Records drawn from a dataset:
Segment Open
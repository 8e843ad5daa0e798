#![forbid(unsafe_code)]

//! Core domain model and matching logic for matside.
//!
//! This crate provides:
//! - Domain types (athletes, skill tiers, matches)
//! - The pairing safety rule
//! - The two-round greedy matcher
//! - Roster loading and report writing
//! - Configuration and logging setup

pub mod types;
pub mod error;
pub mod config;
pub mod logging;
pub mod safety;
pub mod pool;
pub mod matcher;
pub mod roster;
pub mod report;

// Re-export commonly used types
pub use error::{Error, Result};
pub use types::*;
pub use config::Config;
pub use safety::{IdentityMode, SafetyRule};
pub use pool::Pool;
pub use matcher::{first_round, pair_roster, second_round, Pairings, RoundOutcome};
pub use roster::{load_roster, read_roster};
pub use report::{render_report, save_report, write_report};
//! Configuration file support for matside.
//!
//! Configuration is loaded from `$XDG_CONFIG_HOME/matside/config.toml`, or
//! from an explicit path. Every section is optional; missing values fall
//! back to the layout of the club registration export.

use crate::safety::{IdentityMode, SafetyRule};
use crate::{Error, Result, SkillLevel};
use serde::{Deserialize, Serialize};
use std::path::{Path, PathBuf};

/// Application configuration
#[derive(Clone, Debug, Serialize, Deserialize, Default)]
pub struct Config {
    #[serde(default)]
    pub input: InputConfig,

    #[serde(default)]
    pub columns: ColumnLayout,

    #[serde(default)]
    pub skill: SkillMultipliers,

    #[serde(default)]
    pub matching: MatchingConfig,
}

/// Roster file dialect
#[derive(Clone, Debug, Serialize, Deserialize)]
pub struct InputConfig {
    #[serde(default = "default_delimiter")]
    pub delimiter: char,

    /// Skip the first row of the roster
    #[serde(default)]
    pub has_headers: bool,
}

impl Default for InputConfig {
    fn default() -> Self {
        Self {
            delimiter: default_delimiter(),
            has_headers: false,
        }
    }
}

/// Zero-based column positions in a roster row
#[derive(Clone, Debug, Serialize, Deserialize, PartialEq, Eq)]
pub struct ColumnLayout {
    #[serde(default = "default_first_name_column")]
    pub first_name: usize,

    #[serde(default = "default_last_name_column")]
    pub last_name: usize,

    #[serde(default = "default_weight_column")]
    pub weight: usize,

    #[serde(default = "default_skill_level_column")]
    pub skill_level: usize,

    #[serde(default = "default_school_column")]
    pub school: usize,
}

impl Default for ColumnLayout {
    fn default() -> Self {
        Self {
            first_name: default_first_name_column(),
            last_name: default_last_name_column(),
            weight: default_weight_column(),
            skill_level: default_skill_level_column(),
            school: default_school_column(),
        }
    }
}

/// Weight multiplier applied per skill tier
#[derive(Clone, Debug, Serialize, Deserialize, PartialEq)]
pub struct SkillMultipliers {
    #[serde(default = "default_beginner_multiplier")]
    pub beginner: f64,

    #[serde(default = "default_intermediate_multiplier")]
    pub intermediate: f64,

    #[serde(default = "default_experienced_multiplier")]
    pub experienced: f64,
}

impl Default for SkillMultipliers {
    fn default() -> Self {
        Self {
            beginner: default_beginner_multiplier(),
            intermediate: default_intermediate_multiplier(),
            experienced: default_experienced_multiplier(),
        }
    }
}

impl SkillMultipliers {
    pub fn for_level(&self, level: SkillLevel) -> f64 {
        match level {
            SkillLevel::Beginner => self.beginner,
            SkillLevel::Intermediate => self.intermediate,
            SkillLevel::Experienced => self.experienced,
        }
    }
}

/// Matching parameters
#[derive(Clone, Debug, Serialize, Deserialize)]
pub struct MatchingConfig {
    /// Largest allowed weight gap as a fraction of the lighter athlete
    #[serde(default = "default_max_weight_ratio")]
    pub max_weight_ratio: f64,

    #[serde(default)]
    pub identity: IdentityMode,
}

impl Default for MatchingConfig {
    fn default() -> Self {
        Self {
            max_weight_ratio: default_max_weight_ratio(),
            identity: IdentityMode::default(),
        }
    }
}

// Default value functions
fn default_delimiter() -> char {
    ','
}

fn default_first_name_column() -> usize {
    2
}

fn default_last_name_column() -> usize {
    3
}

fn default_weight_column() -> usize {
    6
}

fn default_skill_level_column() -> usize {
    10
}

fn default_school_column() -> usize {
    18
}

fn default_beginner_multiplier() -> f64 {
    1.0
}

fn default_intermediate_multiplier() -> f64 {
    1.03
}

fn default_experienced_multiplier() -> f64 {
    1.05
}

fn default_max_weight_ratio() -> f64 {
    0.05
}

impl Config {
    /// Load configuration from the standard config path
    pub fn load() -> Result<Self> {
        match Self::default_config_path() {
            Some(config_path) if config_path.exists() => Self::load_from(&config_path),
            config_path => {
                tracing::info!(
                    "No config file found at {:?}, using defaults",
                    config_path
                );
                Ok(Self::default())
            }
        }
    }

    /// Load configuration from a specific path
    pub fn load_from(path: &Path) -> Result<Self> {
        let contents = std::fs::read_to_string(path)?;
        let config: Config = toml::from_str(&contents)?;
        config.validate()?;
        tracing::info!("Loaded config from {:?}", path);
        Ok(config)
    }

    /// Get the default config file path, if the platform has a config dir
    pub fn default_config_path() -> Option<PathBuf> {
        dirs::config_dir().map(|base| base.join("matside").join("config.toml"))
    }

    /// Save the current configuration to a specific path
    pub fn save_to(&self, path: &Path) -> Result<()> {
        // Ensure parent directory exists
        if let Some(parent) = path.parent() {
            std::fs::create_dir_all(parent)?;
        }

        let contents = toml::to_string_pretty(self)
            .map_err(|e| Error::Config(format!("Failed to serialize config: {}", e)))?;
        std::fs::write(path, contents)?;
        tracing::info!("Saved config to {:?}", path);
        Ok(())
    }

    /// Reject values that would make weights or ratios meaningless
    pub fn validate(&self) -> Result<()> {
        let ratio = self.matching.max_weight_ratio;
        if !ratio.is_finite() || ratio <= 0.0 {
            return Err(Error::Config(format!(
                "max_weight_ratio must be a positive number, got {}",
                ratio
            )));
        }

        for level in SkillLevel::ALL {
            let multiplier = self.skill.for_level(level);
            if !multiplier.is_finite() || multiplier <= 0.0 {
                return Err(Error::Config(format!(
                    "{} multiplier must be a positive number, got {}",
                    level, multiplier
                )));
            }
        }

        if !self.input.delimiter.is_ascii() {
            return Err(Error::Config(format!(
                "delimiter must be a single ASCII character, got {:?}",
                self.input.delimiter
            )));
        }

        Ok(())
    }

    /// Safety rule described by the matching section
    pub fn safety_rule(&self) -> SafetyRule {
        SafetyRule::new(self.matching.max_weight_ratio, self.matching.identity)
    }
}
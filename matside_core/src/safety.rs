//! Pairing safety rule.
//!
//! Two athletes may wrestle when their effective weights differ by less
//! than a fixed fraction of the lighter athlete's weight.

use crate::Athlete;
use serde::{Deserialize, Serialize};

/// How the rule decides that two athletes are the same person
#[derive(Clone, Copy, Debug, Serialize, Deserialize, PartialEq, Eq, Default)]
#[serde(rename_all = "snake_case")]
pub enum IdentityMode {
    /// Same printed entry (name, weight, school, skill). Identical roster
    /// twins can never be paired with each other.
    #[default]
    Value,
    /// Same roster record
    Id,
}

/// Decides whether two athletes may be paired
#[derive(Clone, Copy, Debug)]
pub struct SafetyRule {
    max_ratio: f64,
    identity: IdentityMode,
}

impl Default for SafetyRule {
    fn default() -> Self {
        Self::new(0.05, IdentityMode::Value)
    }
}

impl SafetyRule {
    pub fn new(max_ratio: f64, identity: IdentityMode) -> Self {
        Self {
            max_ratio,
            identity,
        }
    }

    pub fn max_ratio(&self) -> f64 {
        self.max_ratio
    }

    pub fn identity(&self) -> IdentityMode {
        self.identity
    }

    pub fn is_same_athlete(&self, a: &Athlete, b: &Athlete) -> bool {
        match self.identity {
            IdentityMode::Value => a.same_entry(b),
            IdentityMode::Id => a.id() == b.id(),
        }
    }

    /// Weight gap relative to the lighter of the two
    pub fn weight_ratio(a: &Athlete, b: &Athlete) -> f64 {
        let (wa, wb) = (a.effective_weight(), b.effective_weight());
        (wa - wb).abs() / wa.min(wb)
    }

    /// Safe when distinct and strictly under the ratio. Symmetric.
    pub fn is_safe_match(&self, a: &Athlete, b: &Athlete) -> bool {
        if self.is_same_athlete(a, b) {
            return false;
        }
        Self::weight_ratio(a, b) < self.max_ratio
    }
}
//! Roster loading from delimited registration exports.
//!
//! Column positions, multipliers and the file dialect come from [`Config`];
//! nothing here is specific to one export layout.

use crate::config::{ColumnLayout, Config};
use crate::{Athlete, AthleteId, Error, Result, SkillLevel};
use fs2::FileExt;
use std::fs::File;
use std::io::Read;
use std::path::Path;

/// Load a roster file, sorted ascending by effective weight
pub fn load_roster(path: &Path, config: &Config) -> Result<Vec<Athlete>> {
    let file = File::open(path)?;
    // Acquire shared lock for reading
    FileExt::lock_shared(&file)?;

    let athletes = read_roster(&file, config);

    FileExt::unlock(&file)?;
    let athletes = athletes?;
    tracing::info!("Loaded {} athletes from {:?}", athletes.len(), path);
    Ok(athletes)
}

/// Parse roster rows from any reader, sorted ascending by effective weight
///
/// Fails on the first bad row; blank rows are skipped.
pub fn read_roster<R: Read>(reader: R, config: &Config) -> Result<Vec<Athlete>> {
    let mut csv_reader = csv::ReaderBuilder::new()
        .has_headers(config.input.has_headers)
        .delimiter(config.input.delimiter as u8)
        .flexible(true)
        .from_reader(reader);

    let mut athletes = Vec::new();

    for record in csv_reader.records() {
        let record = record?;
        if record.iter().all(|field| field.trim().is_empty()) {
            continue;
        }

        let line = record
            .position()
            .map(|p| p.line() as usize)
            .unwrap_or(athletes.len() + 1);
        let id = AthleteId(athletes.len());
        athletes.push(parse_athlete(&record, line, id, config)?);
    }

    athletes.sort_by(|a, b| a.effective_weight().total_cmp(&b.effective_weight()));
    Ok(athletes)
}

fn parse_athlete(
    record: &csv::StringRecord,
    line: usize,
    id: AthleteId,
    config: &Config,
) -> Result<Athlete> {
    let columns: &ColumnLayout = &config.columns;
    let field = move |column: &'static str, index: usize| {
        record.get(index).ok_or(Error::MissingColumn {
            line,
            column,
            index,
        })
    };

    let first_name = field("first name", columns.first_name)?;
    let last_name = field("last name", columns.last_name)?;
    let weight = field("weight", columns.weight)?;
    let school = field("school", columns.school)?;
    // Exports drop trailing empty cells, so a missing skill column is blank
    let skill_label = record.get(columns.skill_level).unwrap_or("");

    let raw_weight = parse_weight(weight).ok_or_else(|| Error::MalformedWeight {
        line,
        value: weight.to_string(),
    })?;

    let skill_level =
        SkillLevel::from_label(skill_label).ok_or_else(|| Error::UnknownSkillLevel {
            line,
            label: skill_label.trim().to_string(),
        })?;

    Athlete::new(
        id,
        &format!("{} {}", first_name, last_name),
        raw_weight,
        school,
        skill_level,
        &config.skill,
    )
}

/// Parse a weight cell after dropping everything but digits and dots
///
/// `"152 lbs"` and `"152.5lb"` both parse; `"heavy"` does not.
pub fn parse_weight(raw: &str) -> Option<f64> {
    let cleaned: String = raw
        .chars()
        .filter(|c| c.is_ascii_digit() || *c == '.')
        .collect();
    cleaned.parse::<f64>().ok()
}
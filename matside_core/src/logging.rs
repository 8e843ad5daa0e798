//! Logging infrastructure for matside.
//!
//! Provides centralized tracing setup for the binary. Output goes to stderr
//! so a dry-run report on stdout stays clean.

use tracing_subscriber::{fmt, prelude::*, EnvFilter};

/// Initialize logging with sensible defaults
///
/// Default level is INFO, but can be overridden with RUST_LOG env var.
pub fn init() {
    init_with_level("info")
}

/// Initialize logging with a specific default level
///
/// # Arguments
/// * `default_level` - Default log level (debug, info, warn, error)
///
/// This can still be overridden by RUST_LOG environment variable.
pub fn init_with_level(default_level: &str) {
    let filter =
        EnvFilter::try_from_default_env().unwrap_or_else(|_| EnvFilter::new(default_level));

    tracing_subscriber::registry()
        .with(filter)
        .with(fmt::layer().compact().with_writer(std::io::stderr))
        .init();
}

/// Initialize logging for testing (captures logs for test output)
#[cfg(test)]
pub fn init_test() {
    let _ = tracing_subscriber::fmt()
        .with_test_writer()
        .with_env_filter(EnvFilter::new("debug"))
        .try_init();
}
Segment Closed
THE PROBLEM: Where the word "PathBuf" shows up in a line of the entries above, copy that line.

FINISHED EXERCISE:
use std::path::{Path, PathBuf};
    pub fn default_config_path() -> Option<PathBuf> {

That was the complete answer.